The character is the creation -- and just one of several alter egos -- of performance artist and musician Michael "Big Mike" Geier, who brings his Puddles Pity Party act to Dallas' Majestic Theatre on March 4.

Standing nearly 7-feet-tall and dressed more like Pagliacci than Pennywise, Puddles' first brush with fame took place in 2013, when a video of him belting New Zealand pop prodigy Lorde's debut mega-hit "Royals" went viral. To date, that YouTube post has amassed more than 23 million views.

It sparked a cult following -- he sold-out Dallas' Kessler Theater in 2015 -- and inspired more videos from Puddles and Postmodern Jukebox, a Brooklyn-based band that reinterprets contemporary pop songs with jazzy vintage arrangements.

It also drew the attention of writer Justin Heckert -- originally of Atlanta -- who doggedly followed Geier for weeks in 2014, indulging in the artist's games of cat-and-mouse in hopes of unearthing the massive man beneath Puddles' golden crown.

Heckert's resulting long-form feature, "Let Me Live That Fantasy," mustn't be missed by those enthralled not only by Puddles, but the art of spectacle more broadly. A provocative, literary work of creative non-fiction for Grantland, the piece is still accessible in the now-defunct pop culture blog's online archive.

As compelling as the original "Royals" video was to Heckert and internet fans alike, the artist's appearance on America's Got Talent revealed a dimension that was, until recently, only obvious to those who had experienced Puddles live: the collaborative energy between the performer and audience.

AGT crowds seem as astonished by Puddles' intense talent and the melodrama of his vocal interpretations even by the time he had advanced to the competition's quarterfinals-- well past the point an emptier shtick might have run its course -- and their excitement translates, seemingly telepathically, to viewers at home.
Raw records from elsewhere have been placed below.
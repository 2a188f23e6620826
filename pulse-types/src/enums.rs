use serde::{Deserialize, Serialize};

#[derive(Debug, Clone, Copy, PartialEq, Eq, Hash, Serialize, Deserialize)]
#[serde(rename_all = "lowercase")]
pub enum ContentType {
    Photo,
    Video,
    Reel,
}

impl ContentType {
    /// Draw order used by the post generator.
    pub const ALL: [ContentType; 3] = [ContentType::Photo, ContentType::Video, ContentType::Reel];

    pub fn as_str(&self) -> &'static str {
        match self {
            ContentType::Photo => "photo",
            ContentType::Video => "video",
            ContentType::Reel => "reel",
        }
    }

    /// Capitalized name used for chart legends
    pub fn label(&self) -> &'static str {
        match self {
            ContentType::Photo => "Photo",
            ContentType::Video => "Video",
            ContentType::Reel => "Reel",
        }
    }

    pub fn parse(s: &str) -> Option<Self> {
        match s.to_lowercase().as_str() {
            "photo" => Some(ContentType::Photo),
            "video" => Some(ContentType::Video),
            "reel" => Some(ContentType::Reel),
            _ => None,
        }
    }

    /// Map a unit-interval draw onto the fixed type set.
    pub fn from_unit(draw: f64) -> Self {
        let idx = (draw * Self::ALL.len() as f64).floor() as usize;
        Self::ALL[idx.min(Self::ALL.len() - 1)]
    }
}

#[derive(Debug, Clone, Copy, PartialEq, Eq, Serialize, Deserialize)]
pub enum WeekLabel {
    #[serde(rename = "Previous Week")]
    PreviousWeek,
    #[serde(rename = "This Week")]
    ThisWeek,
}

impl WeekLabel {
    pub fn as_str(&self) -> &'static str {
        match self {
            WeekLabel::PreviousWeek => "Previous Week",
            WeekLabel::ThisWeek => "This Week",
        }
    }
}

#[cfg(test)]
mod tests {
    use super::*;

    #[test]
    fn test_content_type_parse_is_case_insensitive() {
        assert_eq!(ContentType::parse("Photo"), Some(ContentType::Photo));
        assert_eq!(ContentType::parse("REEL"), Some(ContentType::Reel));
        assert_eq!(ContentType::parse("story"), None);
    }

    #[test]
    fn test_content_type_from_unit_covers_range() {
        assert_eq!(ContentType::from_unit(0.0), ContentType::Photo);
        assert_eq!(ContentType::from_unit(0.34), ContentType::Video);
        assert_eq!(ContentType::from_unit(0.999_999), ContentType::Reel);
        assert_eq!(ContentType::from_unit(1.0), ContentType::Reel);
    }

    #[test]
    fn test_content_type_serializes_lowercase() {
        let json = serde_json::to_string(&ContentType::Video).unwrap();
        assert_eq!(json, "\"video\"");
    }

    #[test]
    fn test_week_label_serializes_display_name() {
        let json = serde_json::to_string(&WeekLabel::PreviousWeek).unwrap();
        assert_eq!(json, "\"Previous Week\"");
    }
}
On tour, the clown even gets leaves his throne, the stage, to meander in commiseration among singing fans.

That's why the Majestic Theatre seems an especially appropriate venue for Puddles Pity Party.

From its faded red velvet and ornate Baroque design to the intimacy of its auditorium, the space provides a regal atmosphere for the catharsis of performance. Puddles takes modern pop and emotes to the point of absurdity. Keep looking, and you'll soon find yourself in on the joke.

Cry until it's funny. Then, laugh until you cry.